### YOUR INSTRUCTIONS
Report back the lines in this listing that carry the string "HostImageResponse".

### RECORDS FOR PROCESSING
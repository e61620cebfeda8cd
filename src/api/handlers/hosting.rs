//! Image hosting endpoint
//!
//! Accepts inline-encoded artwork from the wizard client and bridges it to
//! a public URL via the hosting backend.

use actix_web::{web, HttpResponse};
use serde::{Deserialize, Serialize};
use tracing::error;
use utoipa::ToSchema;

use crate::api::AppState;
use crate::domain::ImageData;
use crate::hosting::{HostingError, ImageHost};

/// Request body for image hosting
#[derive(Debug, Deserialize, ToSchema)]
pub struct HostImageRequest {
    /// Data-URI or bare base64 image payload
    pub base64: String,
}

/// Response with the public URL of the hosted image
#[derive(Serialize, ToSchema)]
pub struct HostImageResponse {
    pub url: String,
}

/// Error response
#[derive(Serialize, ToSchema)]
pub struct HostErrorResponse {
    pub error: String,
}

/// POST /api/host-image - Host an inline image at a public URL
#[utoipa::path(
    post,
    path = "/api/host-image",
    tag = "hosting",
    request_body = HostImageRequest,
    responses(
        (status = 200, description = "Image hosted", body = HostImageResponse),
        (status = 400, description = "Invalid image payload", body = HostErrorResponse),
        (status = 502, description = "Hosting backend failure", body = HostErrorResponse)
    )
)]
pub async fn host_image(
    state: web::Data<AppState>,
    body: web::Json<HostImageRequest>,
) -> HttpResponse {
    let data = ImageData::DataUri(body.into_inner().base64);

    match state.image_host.host_image(&data).await {
        Ok(url) => HttpResponse::Ok().json(HostImageResponse {
            url: url.to_string(),
        }),
        Err(e @ HostingError::InvalidImageData(_)) => {
            error!(error = %e, "Rejected image payload");
            HttpResponse::BadRequest().json(HostErrorResponse {
                error: e.to_string(),
            })
        }
        Err(e) => {
            error!(error = %e, "Image hosting failed");
            HttpResponse::BadGateway().json(HostErrorResponse {
                error: e.to_string(),
            })
        }
    }
}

### WORKED SOLUTION
pub struct HostImageResponse {
        (status = 200, description = "Image hosted", body = HostImageResponse),
        Ok(url) => HttpResponse::Ok().json(HostImageResponse {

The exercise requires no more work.